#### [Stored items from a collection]
= = =

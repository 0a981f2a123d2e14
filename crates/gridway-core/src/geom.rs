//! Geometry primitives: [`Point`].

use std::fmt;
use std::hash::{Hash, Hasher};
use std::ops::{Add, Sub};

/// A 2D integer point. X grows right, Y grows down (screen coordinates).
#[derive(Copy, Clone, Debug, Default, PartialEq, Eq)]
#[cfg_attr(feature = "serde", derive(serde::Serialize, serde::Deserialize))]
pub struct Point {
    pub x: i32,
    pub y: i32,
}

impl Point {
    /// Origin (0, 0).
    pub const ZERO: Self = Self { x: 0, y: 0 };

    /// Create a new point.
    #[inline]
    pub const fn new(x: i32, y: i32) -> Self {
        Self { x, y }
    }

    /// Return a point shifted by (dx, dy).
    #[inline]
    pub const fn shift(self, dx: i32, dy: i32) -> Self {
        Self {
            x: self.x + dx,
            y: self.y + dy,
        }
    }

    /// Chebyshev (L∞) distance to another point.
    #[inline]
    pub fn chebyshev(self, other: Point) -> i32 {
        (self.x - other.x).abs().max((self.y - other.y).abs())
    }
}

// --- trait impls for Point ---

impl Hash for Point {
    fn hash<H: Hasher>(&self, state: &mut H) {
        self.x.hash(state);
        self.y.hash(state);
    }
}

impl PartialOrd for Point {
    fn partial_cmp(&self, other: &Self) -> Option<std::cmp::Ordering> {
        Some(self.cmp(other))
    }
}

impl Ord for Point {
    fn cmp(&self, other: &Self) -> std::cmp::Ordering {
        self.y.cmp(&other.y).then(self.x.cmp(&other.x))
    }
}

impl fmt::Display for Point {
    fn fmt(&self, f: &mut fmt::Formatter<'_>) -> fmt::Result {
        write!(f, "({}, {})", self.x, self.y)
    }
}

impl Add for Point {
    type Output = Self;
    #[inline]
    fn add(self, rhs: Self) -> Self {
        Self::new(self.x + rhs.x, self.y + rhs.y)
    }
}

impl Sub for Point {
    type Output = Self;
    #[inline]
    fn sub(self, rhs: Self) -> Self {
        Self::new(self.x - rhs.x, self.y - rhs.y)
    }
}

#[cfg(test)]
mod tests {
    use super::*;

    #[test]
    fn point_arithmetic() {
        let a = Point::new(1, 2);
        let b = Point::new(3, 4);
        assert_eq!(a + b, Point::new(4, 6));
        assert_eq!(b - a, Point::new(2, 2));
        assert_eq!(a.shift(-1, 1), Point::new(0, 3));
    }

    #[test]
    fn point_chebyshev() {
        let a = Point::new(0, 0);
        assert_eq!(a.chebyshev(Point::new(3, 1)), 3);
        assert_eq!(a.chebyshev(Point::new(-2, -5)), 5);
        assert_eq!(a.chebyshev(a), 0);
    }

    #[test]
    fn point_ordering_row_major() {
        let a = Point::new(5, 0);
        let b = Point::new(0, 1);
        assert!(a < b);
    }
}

= = =

#### [What needs to be done]
Every entry, from the first line to the last, should be retyped exactly.

#### [Answer box]
repository 0a981f2a123d2e14
filename crates/gridway-core/src/geom.rs
//! Geometry primitives: [`Point`].

use std::fmt;
use std::hash::{Hash, Hasher};
use std::ops::{Add, Sub};

/// A 2D integer point. X grows right, Y grows down (screen coordinates).
#[derive(Copy, Clone, Debug, Default, PartialEq, Eq)]
#[cfg_attr(feature = "serde", derive(serde::Serialize, serde::Deserialize))]
pub struct Point {
    pub x: i32,
    pub y: i32,
}

impl Point {
    /// Origin (0, 0).
    pub const ZERO: Self = Self { x: 0, y: 0 };

    /// Create a new point.
    #[inline]
    pub const fn new(x: i32, y: i32) -> Self {
        Self { x, y }
    }

    /// Return a point shifted by (dx, dy).
    #[inline]
    pub const fn shift(self, dx: i32, dy: i32) -> Self {
        Self {
            x: self.x + dx,
            y: self.y + dy,
        }
    }

    /// Chebyshev (L∞) distance to another point.
    #[inline]
    pub fn chebyshev(self, other: Point) -> i32 {
        (self.x - other.x).abs().max((self.y - other.y).abs())
    }
}

// --- trait impls for Point ---

impl Hash for Point {
    fn hash<H: Hasher>(&self, state: &mut H) {
        self.x.hash(state);
        self.y.hash(state);
    }
}

impl PartialOrd for Point {
    fn partial_cmp(&self, other: &Self) -> Option<std::cmp::Ordering> {
        Some(self.cmp(other))
    }
}

impl Ord for Point {
    fn cmp(&self, other: &Self) -> std::cmp::Ordering {
        self.y.cmp(&other.y).then(self.x.cmp(&other.x))
    }
}

impl fmt::Display for Point {
    fn fmt(&self, f: &mut fmt::Formatter<'_>) -> fmt::Result {
        write!(f, "({}, {})", self.x, self.y)
    }
}

impl Add for Point {
    type Output = Self;
    #[inline]
    fn add(self, rhs: Self) -> Self {
        Self::new(self.x + rhs.x, self.y + rhs.y)
    }
}

impl Sub for Point {
    type Output = Self;
    #[inline]
    fn sub(self, rhs: Self) -> Self {
        Self::new(self.x - rhs.x, self.y - rhs.y)
    }
}

#[cfg(test)]
mod tests {
    use super::*;

    #[test]
    fn point_arithmetic() {
        let a = Point::new(1, 2);
        let b = Point::new(3, 4);
        assert_eq!(a + b, Point::new(4, 6));
        assert_eq!(b - a, Point::new(2, 2));
        assert_eq!(a.shift(-1, 1), Point::new(0, 3));
    }

    #[test]
    fn point_chebyshev() {
        let a = Point::new(0, 0);
        assert_eq!(a.chebyshev(Point::new(3, 1)), 3);
        assert_eq!(a.chebyshev(Point::new(-2, -5)), 5);
        assert_eq!(a.chebyshev(a), 0);
    }

    #[test]
    fn point_ordering_row_major() {
        let a = Point::new(5, 0);
        let b = Point::new(0, 1);
        assert!(a < b);
    }
}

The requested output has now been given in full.